In fall 1950, Dr. Hazen and Dr. Brown announced at a National Academy of Sciences meeting that they had successfully produced two antifungal agents from an antibiotic. This led to their development of nystatin (named in honor of the New York State Public Health Department), the first fungicide safe for treating humans. After several animal and human studies proved satisfactory to the FDA, nystatin was put into the market through E.R. Squibb & Sons in 1954 and earning over $135,000 in its first year. Hazen and Brown donated their royalties, over $13 million, to the nonprofit Research Corporation and the Brown-Hazen Fund, which focused specifically on microbiology research. As administrators of the Fund, Hazen and Brown encouraged young women in science and scientific research.

==Patent==
Nystatin (antifungal / antibiotic)
Patent Number: 2,797,183

A patent was filed in late 1950 for nystatin. It took Hazen, Brown, and Squibb Research Company six and half years to secure a patent for the invention.
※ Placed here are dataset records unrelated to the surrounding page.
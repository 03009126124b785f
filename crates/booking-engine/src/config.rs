//! Engine configuration: the slot catalog plus the defaults stamped onto
//! generated bookings. Loadable from JSON so deployments can swap the
//! teaching grid without a code change.

use serde::{Deserialize, Serialize};

use crate::booking::PriorityLevel;
use crate::error::{Result, ScheduleError};
use crate::slot::SlotCatalog;

/// Defaults stamped onto bookings created by the batch generator.
#[derive(Debug, Clone, PartialEq, Serialize, Deserialize)]
#[serde(default)]
pub struct BookingDefaults {
    pub event_type: String,
    pub faculty: String,
    pub department: String,
    pub duration_minutes: u32,
    pub priority: PriorityLevel,
    pub created_by: String,
}

impl Default for BookingDefaults {
    fn default() -> Self {
        Self {
            event_type: "Lecture".to_string(),
            faculty: "Auto-Generated".to_string(),
            department: "Default".to_string(),
            duration_minutes: 120,
            priority: PriorityLevel::Medium,
            created_by: "System".to_string(),
        }
    }
}

/// Top-level engine configuration.
#[derive(Debug, Clone, Default, PartialEq, Serialize, Deserialize)]
#[serde(default)]
pub struct EngineConfig {
    pub slot_catalog: SlotCatalog,
    pub defaults: BookingDefaults,
}

impl EngineConfig {
    /// Loads configuration from a JSON document. Absent fields fall back
    /// to the defaults.
    ///
    /// # Errors
    /// `InvalidConfig` when the document does not parse.
    pub fn from_json(json: &str) -> Result<Self> {
        serde_json::from_str(json).map_err(|e| ScheduleError::InvalidConfig(e.to_string()))
    }
}
//! Tests for the round-robin batch allocator.

use booking_engine::allocator::{date_for_weekday, SlotAllocator, UnscheduledReason};
use booking_engine::booking::{BookingStatus, PriorityLevel};
use booking_engine::error::ScheduleError;
use booking_engine::model::{Enrollment, Lecturer, Room, RoomCondition};
use booking_engine::slot::{Slot, SlotCatalog, SlotClaims};
use chrono::{NaiveDate, NaiveTime, Weekday};
use std::collections::HashSet;

fn time(hour: u32, minute: u32) -> NaiveTime {
    NaiveTime::from_hms_opt(hour, minute, 0).unwrap()
}

/// Monday 2026-03-02, the anchor week for every test.
fn week_start() -> NaiveDate {
    NaiveDate::from_ymd_opt(2026, 3, 2).unwrap()
}

fn enrollment(student: &str, code: &str, name: &str) -> Enrollment {
    Enrollment::new(student, code, name)
}

fn lecturer(name: &str) -> Lecturer {
    Lecturer::new(name, format!("{}@campus.edu", name.to_lowercase()))
}

/// Two Monday slots; with two rooms that makes four combinations.
fn two_by_two_catalog() -> SlotCatalog {
    SlotCatalog::new(vec![
        Slot::new(Weekday::Mon, time(9, 0)),
        Slot::new(Weekday::Mon, time(11, 0)),
    ])
}

#[test]
fn three_enrollments_two_rooms_two_slots_all_placed() {
    // 2 rooms x 2 slots = 4 combinations; 3 enrollments must all fit.
    let rooms = vec![Room::new("R1", 40), Room::new("R2", 40)];
    let lecturers = vec![lecturer("Silva")];
    let enrollments = vec![
        enrollment("s1", "CS101", "Algorithms"),
        enrollment("s2", "CS102", "Databases"),
        enrollment("s3", "CS103", "Networks"),
    ];

    let allocator = SlotAllocator::new(two_by_two_catalog());
    let mut claims = SlotClaims::new();
    let outcome = allocator
        .assign(&enrollments, &rooms, &lecturers, week_start(), &mut claims)
        .unwrap();

    assert_eq!(outcome.created.len(), 3);
    assert!(outcome.unscheduled.is_empty());

    // No two bookings share a (room, day, time) key.
    let keys: HashSet<_> = outcome
        .created
        .iter()
        .map(|b| (b.room_name.clone(), b.date, b.start_time))
        .collect();
    assert_eq!(keys.len(), 3);

    // The first two take the round-robin rotation; the third probes past
    // its claimed target into the remaining free combination.
    assert_eq!(outcome.created[0].room_name, "R1");
    assert_eq!(outcome.created[0].start_time, time(9, 0));
    assert_eq!(outcome.created[1].room_name, "R2");
    assert_eq!(outcome.created[1].start_time, time(11, 0));
    assert_eq!(outcome.created[2].room_name, "R1");
    assert_eq!(outcome.created[2].start_time, time(11, 0));
}

#[test]
fn accounting_law_created_plus_unscheduled_covers_all_attempts() {
    // 1 room x 1 slot: only one enrollment can land, the rest are recorded.
    let rooms = vec![Room::new("R1", 40)];
    let lecturers = vec![lecturer("Silva")];
    let enrollments = vec![
        enrollment("s1", "CS101", "Algorithms"),
        enrollment("s2", "CS102", "Databases"),
        enrollment("s3", "CS103", "Networks"),
    ];
    let catalog = SlotCatalog::new(vec![Slot::new(Weekday::Mon, time(9, 0))]);

    let allocator = SlotAllocator::new(catalog);
    let mut claims = SlotClaims::new();
    let outcome = allocator
        .assign(&enrollments, &rooms, &lecturers, week_start(), &mut claims)
        .unwrap();

    assert_eq!(outcome.created.len(), 1);
    assert_eq!(outcome.unscheduled.len(), 2);
    assert_eq!(outcome.created.len() + outcome.unscheduled.len(), 3);
    for entry in &outcome.unscheduled {
        assert_eq!(entry.reason, UnscheduledReason::NoSlotAvailable);
    }
}

#[test]
fn blank_course_names_are_skipped_silently() {
    // Blank names are a "no event" signal: neither created nor unscheduled.
    let rooms = vec![Room::new("R1", 40), Room::new("R2", 40)];
    let lecturers = vec![lecturer("Silva")];
    let enrollments = vec![
        enrollment("s1", "CS101", "Algorithms"),
        enrollment("s2", "CS000", "   "),
        enrollment("s3", "CS103", "Networks"),
    ];

    let allocator = SlotAllocator::new(two_by_two_catalog());
    let mut claims = SlotClaims::new();
    let outcome = allocator
        .assign(&enrollments, &rooms, &lecturers, week_start(), &mut claims)
        .unwrap();

    assert_eq!(outcome.created.len(), 2);
    assert!(outcome.unscheduled.is_empty());
}

#[test]
fn skipped_enrollments_do_not_consume_rotation_steps() {
    // The blank enrollment sits between two real ones; the second real one
    // must still take rotation index 1, not 2.
    let rooms = vec![Room::new("R1", 40), Room::new("R2", 40), Room::new("R3", 40)];
    let lecturers = vec![lecturer("Silva")];
    let enrollments = vec![
        enrollment("s1", "CS101", "Algorithms"),
        enrollment("s2", "CS000", ""),
        enrollment("s3", "CS103", "Networks"),
    ];

    let allocator = SlotAllocator::new(SlotCatalog::default());
    let mut claims = SlotClaims::new();
    let outcome = allocator
        .assign(&enrollments, &rooms, &lecturers, week_start(), &mut claims)
        .unwrap();

    assert_eq!(outcome.created.len(), 2);
    assert_eq!(outcome.created[0].room_name, "R1");
    assert_eq!(outcome.created[1].room_name, "R2");
}

#[test]
fn rooms_under_maintenance_are_never_assigned() {
    let rooms = vec![
        Room::new("R1", 40).with_condition(RoomCondition::NeedsRepair),
        Room::new("R2", 40),
    ];
    let lecturers = vec![lecturer("Silva")];
    let enrollments = vec![
        enrollment("s1", "CS101", "Algorithms"),
        enrollment("s2", "CS102", "Databases"),
    ];

    let allocator = SlotAllocator::new(two_by_two_catalog());
    let mut claims = SlotClaims::new();
    let outcome = allocator
        .assign(&enrollments, &rooms, &lecturers, week_start(), &mut claims)
        .unwrap();

    assert_eq!(outcome.created.len(), 2);
    for booking in &outcome.created {
        assert_eq!(booking.room_name, "R2");
    }
}

#[test]
fn all_rooms_under_maintenance_aborts_the_batch() {
    let rooms = vec![Room::new("R1", 40).with_condition(RoomCondition::NeedsRepair)];
    let lecturers = vec![lecturer("Silva")];
    let enrollments = vec![enrollment("s1", "CS101", "Algorithms")];

    let allocator = SlotAllocator::new(two_by_two_catalog());
    let mut claims = SlotClaims::new();
    let result = allocator.assign(&enrollments, &rooms, &lecturers, week_start(), &mut claims);

    assert!(matches!(result, Err(ScheduleError::NoAvailableRooms)));
}

#[test]
fn empty_lecturer_roster_aborts_the_batch() {
    let rooms = vec![Room::new("R1", 40)];
    let enrollments = vec![enrollment("s1", "CS101", "Algorithms")];

    let allocator = SlotAllocator::new(two_by_two_catalog());
    let mut claims = SlotClaims::new();
    let result = allocator.assign(&enrollments, &rooms, &[], week_start(), &mut claims);

    assert!(matches!(result, Err(ScheduleError::NoAvailableLecturers)));
}

#[test]
fn generated_bookings_carry_the_defaults_and_the_enrollment() {
    let rooms = vec![Room::new("R1", 40)];
    let lecturers = vec![Lecturer::new("Silva", "")];
    let enrollments = vec![enrollment("s1", "CS101", "  Algorithms  ")];

    let allocator = SlotAllocator::new(two_by_two_catalog());
    let mut claims = SlotClaims::new();
    let outcome = allocator
        .assign(&enrollments, &rooms, &lecturers, week_start(), &mut claims)
        .unwrap();

    let booking = &outcome.created[0];
    assert_eq!(booking.event_type, "Lecture");
    assert_eq!(booking.event_name, "algorithms");
    assert_eq!(booking.course_code.as_deref(), Some("CS101"));
    assert_eq!(booking.faculty, "Auto-Generated");
    assert_eq!(booking.department, "Default");
    assert_eq!(booking.duration_minutes, 120);
    assert_eq!(booking.priority_level, PriorityLevel::Medium);
    assert_eq!(booking.status, BookingStatus::Pending);
    assert_eq!(booking.created_by, "System");
    // Lecturer without an address gets the system fallback.
    assert_eq!(booking.lecturer_email, "noreply@system.com");
    assert!(booking.id.is_empty(), "ids are assigned at save time");
}

#[test]
fn weekday_slots_anchor_to_the_given_week() {
    let rooms = vec![Room::new("R1", 40)];
    let lecturers = vec![lecturer("Silva")];
    let enrollments = vec![
        enrollment("s1", "CS101", "Algorithms"),
        enrollment("s2", "CS102", "Databases"),
    ];
    let catalog = SlotCatalog::new(vec![
        Slot::new(Weekday::Mon, time(9, 0)),
        Slot::new(Weekday::Wed, time(9, 0)),
    ]);

    let allocator = SlotAllocator::new(catalog);
    let mut claims = SlotClaims::new();
    let outcome = allocator
        .assign(&enrollments, &rooms, &lecturers, week_start(), &mut claims)
        .unwrap();

    assert_eq!(outcome.created[0].date, week_start());
    assert_eq!(
        outcome.created[1].date,
        NaiveDate::from_ymd_opt(2026, 3, 4).unwrap()
    );
}

#[test]
fn lecturers_rotate_with_the_success_counter() {
    let rooms = vec![Room::new("R1", 40), Room::new("R2", 40)];
    let lecturers = vec![lecturer("Silva"), lecturer("Tanaka")];
    let enrollments = vec![
        enrollment("s1", "CS101", "Algorithms"),
        enrollment("s2", "CS102", "Databases"),
        enrollment("s3", "CS103", "Networks"),
    ];

    let allocator = SlotAllocator::new(SlotCatalog::default());
    let mut claims = SlotClaims::new();
    let outcome = allocator
        .assign(&enrollments, &rooms, &lecturers, week_start(), &mut claims)
        .unwrap();

    assert_eq!(outcome.created[0].lecturer_email, "silva@campus.edu");
    assert_eq!(outcome.created[1].lecturer_email, "tanaka@campus.edu");
    assert_eq!(outcome.created[2].lecturer_email, "silva@campus.edu");
}

#[test]
fn shared_claims_chain_batches_without_collisions() {
    let rooms = vec![Room::new("R1", 40)];
    let lecturers = vec![lecturer("Silva")];
    let allocator = SlotAllocator::new(two_by_two_catalog());

    let mut claims = SlotClaims::new();
    let first = allocator
        .assign(
            &[enrollment("s1", "CS101", "Algorithms")],
            &rooms,
            &lecturers,
            week_start(),
            &mut claims,
        )
        .unwrap();
    let second = allocator
        .assign(
            &[enrollment("s2", "CS102", "Databases")],
            &rooms,
            &lecturers,
            week_start(),
            &mut claims,
        )
        .unwrap();

    let first_key = (
        first.created[0].room_name.clone(),
        first.created[0].date,
        first.created[0].start_time,
    );
    let second_key = (
        second.created[0].room_name.clone(),
        second.created[0].date,
        second.created[0].start_time,
    );
    assert_ne!(first_key, second_key);
    assert_eq!(claims.len(), 2);
}

#[test]
fn fresh_claims_make_batches_independent() {
    // Two runs with separate claim sets produce identical assignments:
    // nothing leaks through process-wide state.
    let rooms = vec![Room::new("R1", 40)];
    let lecturers = vec![lecturer("Silva")];
    let enrollments = vec![enrollment("s1", "CS101", "Algorithms")];
    let allocator = SlotAllocator::new(two_by_two_catalog());

    let mut first_claims = SlotClaims::new();
    let first = allocator
        .assign(&enrollments, &rooms, &lecturers, week_start(), &mut first_claims)
        .unwrap();

    let mut second_claims = SlotClaims::new();
    let second = allocator
        .assign(&enrollments, &rooms, &lecturers, week_start(), &mut second_claims)
        .unwrap();

    assert_eq!(first, second);
}

#[test]
fn empty_catalog_leaves_every_enrollment_unscheduled() {
    let rooms = vec![Room::new("R1", 40)];
    let lecturers = vec![lecturer("Silva")];
    let enrollments = vec![
        enrollment("s1", "CS101", "Algorithms"),
        enrollment("s2", "CS102", "Databases"),
    ];

    let allocator = SlotAllocator::new(SlotCatalog::new(vec![]));
    let mut claims = SlotClaims::new();
    let outcome = allocator
        .assign(&enrollments, &rooms, &lecturers, week_start(), &mut claims)
        .unwrap();

    assert!(outcome.created.is_empty());
    assert_eq!(outcome.unscheduled.len(), 2);
}

#[test]
fn date_for_weekday_walks_forward_from_the_anchor() {
    let monday = week_start();
    assert_eq!(date_for_weekday(monday, Weekday::Mon), monday);
    assert_eq!(
        date_for_weekday(monday, Weekday::Fri),
        NaiveDate::from_ymd_opt(2026, 3, 6).unwrap()
    );

    // A mid-week anchor wraps earlier weekdays into the next week.
    let wednesday = NaiveDate::from_ymd_opt(2026, 3, 4).unwrap();
    assert_eq!(
        date_for_weekday(wednesday, Weekday::Mon),
        NaiveDate::from_ymd_opt(2026, 3, 9).unwrap()
    );
}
Two reasons caused the delay. First, testing had to be done to prove the utility of the product. This required animal and human trials to be conducted for FDA approval. Nystatin was granted approval by the FDA and released by Squibb in 1954. In addition, an article published in the Journal of Investigative Dermatology in 1954 suggested Hazen and Brown exposed methods of nystatin in another article previously published in 1949. If this were the case, then it would have been over a year before a patent was filed, rendering the pending patent useless. However, after research and a signature by the author of the 1954 article stating there was no connection, the U.S. Patent Office issued a patent on June 25, 1957. It covered nystatin and the method of preparation for the next 17 years.
Hazen and Brown obtained the patent in 1957.

==Later life==
Hazen continued to do research in laboratory in her later years as her experience and skills were very useful and beneficial to those around her. She continued to study the several uses of nystatin for other diseases and conditions.

==Awards==
Towards the end of her life, she received a series of awards for her success, including the Squibb Award in Chemotherapy, the Rhoda Benham Award of the Medical Mycological Society of the Americas, an honorary degree from Hobart and William Smith Colleges, and the Chemical Pioneer Award of the American Institute of Chemists. After her death, Hazen was nominated and accepted into the National Inventors Hall of Fame in 1994.